McCONNELL , Circuit Judge.
On June 14, 2003, David Leonard, an unlicensed driver, collided head-on
with a vehicle driven by Gail Sankadota. Ms. Sankadota’s pregnant daughter was
killed in the accident and Ms. Sankadota was seriously injured. Mr. Leonard was
charged with two counts of second degree murder and one count of assault
resulting in serious bodily injury, in violation of 18 U.S.C. §§ 1111(a), 1153(a),
and 113(a)(6), respectively. A jury convicted Mr. Leonard on two counts of the
lesser included offense of involuntary manslaughter, and assault resulting in
serious bodily injury. On appeal, Mr. Leonard challenges three of the district
court’s evidentiary rulings. Because we find no error in the district court’s
rulings, we AFFIRM Mr. Leonard’s conviction.
I. Background
At trial, the government presented eyewitness evidence that Mr. Leonard
had swerved from the southbound lane into the northbound lane and that Ms.

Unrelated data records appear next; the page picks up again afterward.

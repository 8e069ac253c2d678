//! Loan state of a book copy and the transitions between states

use chrono::NaiveDate;
use serde::{Deserialize, Serialize};
use thiserror::Error;
use utoipa::ToSchema;

use super::renewal::{self, RenewalDateError};
use crate::models::copy::CopyStatus;

/// Loan-related columns of a copy.
///
/// A copy `OnLoan` always has both a borrower and a due-back date; a copy in
/// any other status has neither.
#[derive(Debug, Clone, Copy, PartialEq, Eq, Serialize, Deserialize, ToSchema)]
pub struct LoanState {
    pub status: CopyStatus,
    pub due_back: Option<NaiveDate>,
    pub borrower_id: Option<i32>,
}

/// Operations of the loan state machine
#[derive(Debug, Clone, Copy, PartialEq, Eq)]
pub enum LoanAction {
    Lend,
    Renew,
    Return,
}

impl std::fmt::Display for LoanAction {
    fn fmt(&self, f: &mut std::fmt::Formatter<'_>) -> std::fmt::Result {
        let label = match self {
            LoanAction::Lend => "lend",
            LoanAction::Renew => "renew",
            LoanAction::Return => "return",
        };
        write!(f, "{}", label)
    }
}

#[derive(Error, Debug, Clone, PartialEq, Eq)]
pub enum TransitionError {
    #[error("Cannot {action} a copy with status {from}")]
    NotAllowed { action: LoanAction, from: CopyStatus },

    #[error(transparent)]
    DueBack(#[from] RenewalDateError),

    #[error("{0}")]
    Inconsistent(String),
}

impl LoanState {
    /// State of a copy that is not lent out
    pub fn idle(status: CopyStatus) -> Self {
        Self {
            status,
            due_back: None,
            borrower_id: None,
        }
    }

    pub fn on_loan(borrower_id: i32, due_back: NaiveDate) -> Self {
        Self {
            status: CopyStatus::OnLoan,
            due_back: Some(due_back),
            borrower_id: Some(borrower_id),
        }
    }

    /// Check the OnLoan / borrower / due-back invariant
    pub fn check_consistent(&self) -> Result<(), TransitionError> {
        match (self.status, self.borrower_id, self.due_back) {
            (CopyStatus::OnLoan, Some(_), Some(_)) => Ok(()),
            (CopyStatus::OnLoan, _, _) => Err(TransitionError::Inconsistent(
                "A copy on loan needs a borrower and a due-back date".to_string(),
            )),
            (_, None, None) => Ok(()),
            (status, _, _) => Err(TransitionError::Inconsistent(format!(
                "A copy with status {} cannot have a borrower or a due-back date",
                status
            ))),
        }
    }

    /// Maintenance / Available / Reserved -> OnLoan
    pub fn lend(
        &self,
        borrower_id: i32,
        due_back: NaiveDate,
        today: NaiveDate,
    ) -> Result<LoanState, TransitionError> {
        if self.status == CopyStatus::OnLoan {
            return Err(self.not_allowed(LoanAction::Lend));
        }
        let due_back = renewal::validate(due_back, today)?;
        Ok(LoanState::on_loan(borrower_id, due_back))
    }

    /// OnLoan -> OnLoan with a new due-back date; borrower is kept
    pub fn renew(&self, proposed: NaiveDate, today: NaiveDate) -> Result<LoanState, TransitionError> {
        if self.status != CopyStatus::OnLoan {
            return Err(self.not_allowed(LoanAction::Renew));
        }
        let due_back = renewal::validate(proposed, today)?;
        Ok(LoanState {
            due_back: Some(due_back),
            ..*self
        })
    }

    /// OnLoan -> Available, clearing borrower and due-back date
    pub fn mark_returned(&self) -> Result<LoanState, TransitionError> {
        if self.status != CopyStatus::OnLoan {
            return Err(self.not_allowed(LoanAction::Return));
        }
        Ok(LoanState::idle(CopyStatus::Available))
    }

    fn not_allowed(&self, action: LoanAction) -> TransitionError {
        TransitionError::NotAllowed {
            action,
            from: self.status,
        }
    }
}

Sankadota swerved to the southbound lane to avoid Mr. Leonard’s car. The
vehicles collided head-on when Mr. Leonard returned to the southbound lane. At
the time of the accident, Mr. Leonard was driving without a license. Blood tests
conducted shortly after the accident revealed that Mr. Leonard had consumed
Xanax, Valium, Soma, marijuana, and alcohol.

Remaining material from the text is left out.